• _YOUR GOAL_: Your answer should consist only of the lines below from the one with "self.0.get(name)" through the one with "for entry in", copied exactly.
### DATA SUPPLIED ###
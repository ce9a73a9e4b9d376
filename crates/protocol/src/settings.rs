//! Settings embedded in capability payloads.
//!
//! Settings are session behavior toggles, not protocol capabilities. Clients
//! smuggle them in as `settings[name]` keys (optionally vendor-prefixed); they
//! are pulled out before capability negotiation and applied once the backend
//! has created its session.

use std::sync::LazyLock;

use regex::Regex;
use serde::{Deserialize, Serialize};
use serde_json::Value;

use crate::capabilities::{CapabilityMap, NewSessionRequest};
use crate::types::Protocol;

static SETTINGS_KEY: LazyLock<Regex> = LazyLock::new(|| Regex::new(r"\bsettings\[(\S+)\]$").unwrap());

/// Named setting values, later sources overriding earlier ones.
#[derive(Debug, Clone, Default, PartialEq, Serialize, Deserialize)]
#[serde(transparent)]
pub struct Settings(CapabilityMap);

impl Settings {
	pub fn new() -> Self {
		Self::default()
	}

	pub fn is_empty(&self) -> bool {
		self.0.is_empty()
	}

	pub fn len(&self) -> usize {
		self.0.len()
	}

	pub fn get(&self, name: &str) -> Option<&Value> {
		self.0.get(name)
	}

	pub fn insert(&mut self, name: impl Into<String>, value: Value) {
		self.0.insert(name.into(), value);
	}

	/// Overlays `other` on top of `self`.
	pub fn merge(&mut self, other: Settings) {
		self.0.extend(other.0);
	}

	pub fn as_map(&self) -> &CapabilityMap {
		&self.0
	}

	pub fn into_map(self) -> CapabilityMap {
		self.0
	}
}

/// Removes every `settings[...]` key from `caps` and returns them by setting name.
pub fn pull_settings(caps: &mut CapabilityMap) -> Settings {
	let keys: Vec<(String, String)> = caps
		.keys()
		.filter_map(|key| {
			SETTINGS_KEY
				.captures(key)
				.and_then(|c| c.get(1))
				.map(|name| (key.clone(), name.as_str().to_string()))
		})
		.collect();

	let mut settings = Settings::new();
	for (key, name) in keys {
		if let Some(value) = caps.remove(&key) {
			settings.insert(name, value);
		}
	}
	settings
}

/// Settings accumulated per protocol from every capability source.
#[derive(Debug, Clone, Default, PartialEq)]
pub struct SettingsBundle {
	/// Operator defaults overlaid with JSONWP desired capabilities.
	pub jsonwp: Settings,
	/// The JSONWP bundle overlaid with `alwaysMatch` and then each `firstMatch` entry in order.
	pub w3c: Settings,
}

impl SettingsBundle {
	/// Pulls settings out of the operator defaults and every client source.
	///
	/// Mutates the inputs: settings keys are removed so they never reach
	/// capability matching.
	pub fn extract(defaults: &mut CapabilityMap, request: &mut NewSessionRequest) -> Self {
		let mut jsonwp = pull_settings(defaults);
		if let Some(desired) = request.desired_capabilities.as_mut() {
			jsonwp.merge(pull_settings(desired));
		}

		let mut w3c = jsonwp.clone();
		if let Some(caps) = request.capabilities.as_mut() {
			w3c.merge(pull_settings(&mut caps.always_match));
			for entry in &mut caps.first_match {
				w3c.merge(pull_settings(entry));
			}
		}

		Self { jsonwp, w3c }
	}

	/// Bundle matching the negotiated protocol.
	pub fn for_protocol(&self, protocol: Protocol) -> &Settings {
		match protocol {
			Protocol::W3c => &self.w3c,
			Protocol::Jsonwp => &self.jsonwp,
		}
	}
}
###
### DATA SUPPLIED ###
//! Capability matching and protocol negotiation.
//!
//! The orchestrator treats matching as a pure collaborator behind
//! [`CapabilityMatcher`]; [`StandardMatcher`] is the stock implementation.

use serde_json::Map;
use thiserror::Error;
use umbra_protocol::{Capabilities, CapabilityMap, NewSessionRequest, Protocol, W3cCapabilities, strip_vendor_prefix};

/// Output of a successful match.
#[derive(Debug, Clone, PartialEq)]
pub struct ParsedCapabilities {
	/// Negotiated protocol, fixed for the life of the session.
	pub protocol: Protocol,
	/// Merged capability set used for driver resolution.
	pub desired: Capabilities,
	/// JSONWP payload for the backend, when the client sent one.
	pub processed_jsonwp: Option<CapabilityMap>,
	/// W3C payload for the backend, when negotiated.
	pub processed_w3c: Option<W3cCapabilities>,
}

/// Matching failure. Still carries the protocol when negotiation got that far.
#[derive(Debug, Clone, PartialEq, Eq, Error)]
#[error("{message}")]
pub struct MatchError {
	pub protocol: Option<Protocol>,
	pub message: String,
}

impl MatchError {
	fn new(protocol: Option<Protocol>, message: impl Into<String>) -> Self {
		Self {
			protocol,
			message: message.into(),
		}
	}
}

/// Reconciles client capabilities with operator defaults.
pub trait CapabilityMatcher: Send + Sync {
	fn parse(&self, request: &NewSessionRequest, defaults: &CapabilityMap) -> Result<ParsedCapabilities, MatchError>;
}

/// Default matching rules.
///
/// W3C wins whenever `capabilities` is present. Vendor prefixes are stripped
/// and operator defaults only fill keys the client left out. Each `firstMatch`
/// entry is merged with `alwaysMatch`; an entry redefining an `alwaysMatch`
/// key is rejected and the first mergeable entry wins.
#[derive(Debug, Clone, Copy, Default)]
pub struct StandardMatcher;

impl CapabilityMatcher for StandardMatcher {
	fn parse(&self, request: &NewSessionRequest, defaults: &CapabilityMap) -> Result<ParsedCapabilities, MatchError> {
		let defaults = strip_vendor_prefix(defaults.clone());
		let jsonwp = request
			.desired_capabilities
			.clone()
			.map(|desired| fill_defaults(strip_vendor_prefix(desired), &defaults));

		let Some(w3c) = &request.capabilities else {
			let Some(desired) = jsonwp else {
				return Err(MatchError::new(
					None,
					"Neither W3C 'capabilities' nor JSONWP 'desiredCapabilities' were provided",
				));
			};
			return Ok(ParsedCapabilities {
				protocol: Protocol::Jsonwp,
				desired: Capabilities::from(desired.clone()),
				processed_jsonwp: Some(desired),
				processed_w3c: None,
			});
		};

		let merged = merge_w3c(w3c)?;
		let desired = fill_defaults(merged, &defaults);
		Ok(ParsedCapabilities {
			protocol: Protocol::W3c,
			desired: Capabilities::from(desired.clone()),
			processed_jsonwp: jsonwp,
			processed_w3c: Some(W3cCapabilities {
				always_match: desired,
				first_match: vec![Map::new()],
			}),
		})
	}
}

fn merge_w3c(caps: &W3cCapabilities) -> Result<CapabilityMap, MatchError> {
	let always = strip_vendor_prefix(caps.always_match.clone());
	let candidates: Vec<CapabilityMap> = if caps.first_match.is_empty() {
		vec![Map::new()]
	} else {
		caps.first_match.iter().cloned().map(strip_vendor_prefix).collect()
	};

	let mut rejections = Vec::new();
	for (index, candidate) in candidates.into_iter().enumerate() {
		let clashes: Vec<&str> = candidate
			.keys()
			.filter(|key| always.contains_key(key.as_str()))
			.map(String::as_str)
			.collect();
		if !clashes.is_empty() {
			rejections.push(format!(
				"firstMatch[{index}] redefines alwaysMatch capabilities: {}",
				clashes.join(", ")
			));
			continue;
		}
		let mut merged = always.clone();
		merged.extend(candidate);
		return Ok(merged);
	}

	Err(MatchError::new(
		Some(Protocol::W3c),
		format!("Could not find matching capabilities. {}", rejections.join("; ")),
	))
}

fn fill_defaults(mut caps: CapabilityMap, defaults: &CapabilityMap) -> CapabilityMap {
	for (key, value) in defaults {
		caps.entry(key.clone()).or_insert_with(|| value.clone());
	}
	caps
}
###
### DATA SUPPLIED ###
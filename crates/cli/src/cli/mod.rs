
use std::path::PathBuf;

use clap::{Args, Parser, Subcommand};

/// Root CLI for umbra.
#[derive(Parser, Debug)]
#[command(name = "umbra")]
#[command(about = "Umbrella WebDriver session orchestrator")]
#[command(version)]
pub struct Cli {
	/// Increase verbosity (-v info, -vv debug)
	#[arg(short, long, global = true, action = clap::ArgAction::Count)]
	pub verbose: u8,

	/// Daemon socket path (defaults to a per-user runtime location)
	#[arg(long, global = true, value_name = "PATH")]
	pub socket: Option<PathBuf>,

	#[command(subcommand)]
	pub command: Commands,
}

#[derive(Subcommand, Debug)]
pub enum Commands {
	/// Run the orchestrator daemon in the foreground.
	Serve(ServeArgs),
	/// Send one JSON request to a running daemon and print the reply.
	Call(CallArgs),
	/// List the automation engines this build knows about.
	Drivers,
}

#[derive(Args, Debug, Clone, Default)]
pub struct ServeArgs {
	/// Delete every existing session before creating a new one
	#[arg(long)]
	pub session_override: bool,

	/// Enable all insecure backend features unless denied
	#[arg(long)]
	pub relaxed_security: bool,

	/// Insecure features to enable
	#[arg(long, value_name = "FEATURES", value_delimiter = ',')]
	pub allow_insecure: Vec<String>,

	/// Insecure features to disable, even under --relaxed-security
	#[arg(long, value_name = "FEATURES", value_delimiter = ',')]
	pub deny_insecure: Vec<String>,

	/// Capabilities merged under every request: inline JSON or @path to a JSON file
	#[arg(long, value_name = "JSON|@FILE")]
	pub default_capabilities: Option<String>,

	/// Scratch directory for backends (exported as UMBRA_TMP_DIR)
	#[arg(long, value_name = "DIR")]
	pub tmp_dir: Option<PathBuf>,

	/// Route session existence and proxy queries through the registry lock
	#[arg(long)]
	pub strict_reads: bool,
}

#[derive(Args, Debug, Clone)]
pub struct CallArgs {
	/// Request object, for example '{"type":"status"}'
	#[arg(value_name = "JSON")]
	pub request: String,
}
###
• _WRITTEN ANSWER_:
		self.0.get(name)
	}

	pub fn insert(&mut self, name: impl Into<String>, value: Value) {
		self.0.insert(name.into(), value);
	}

	/// Overlays `other` on top of `self`.
	pub fn merge(&mut self, other: Settings) {
		self.0.extend(other.0);
	}

	pub fn as_map(&self) -> &CapabilityMap {
		&self.0
	}

	pub fn into_map(self) -> CapabilityMap {
		self.0
	}
}

/// Removes every `settings[...]` key from `caps` and returns them by setting name.
pub fn pull_settings(caps: &mut CapabilityMap) -> Settings {
	let keys: Vec<(String, String)> = caps
		.keys()
		.filter_map(|key| {
			SETTINGS_KEY
				.captures(key)
				.and_then(|c| c.get(1))
				.map(|name| (key.clone(), name.as_str().to_string()))
		})
		.collect();

	let mut settings = Settings::new();
	for (key, name) in keys {
		if let Some(value) = caps.remove(&key) {
			settings.insert(name, value);
		}
	}
	settings
}

/// Settings accumulated per protocol from every capability source.
#[derive(Debug, Clone, Default, PartialEq)]
pub struct SettingsBundle {
	/// Operator defaults overlaid with JSONWP desired capabilities.
	pub jsonwp: Settings,
	/// The JSONWP bundle overlaid with `alwaysMatch` and then each `firstMatch` entry in order.
	pub w3c: Settings,
}

impl SettingsBundle {
	/// Pulls settings out of the operator defaults and every client source.
	///
	/// Mutates the inputs: settings keys are removed so they never reach
	/// capability matching.
	pub fn extract(defaults: &mut CapabilityMap, request: &mut NewSessionRequest) -> Self {
		let mut jsonwp = pull_settings(defaults);
		if let Some(desired) = request.desired_capabilities.as_mut() {
			jsonwp.merge(pull_settings(desired));
		}

		let mut w3c = jsonwp.clone();
		if let Some(caps) = request.capabilities.as_mut() {
			w3c.merge(pull_settings(&mut caps.always_match));
			for entry in &mut caps.first_match {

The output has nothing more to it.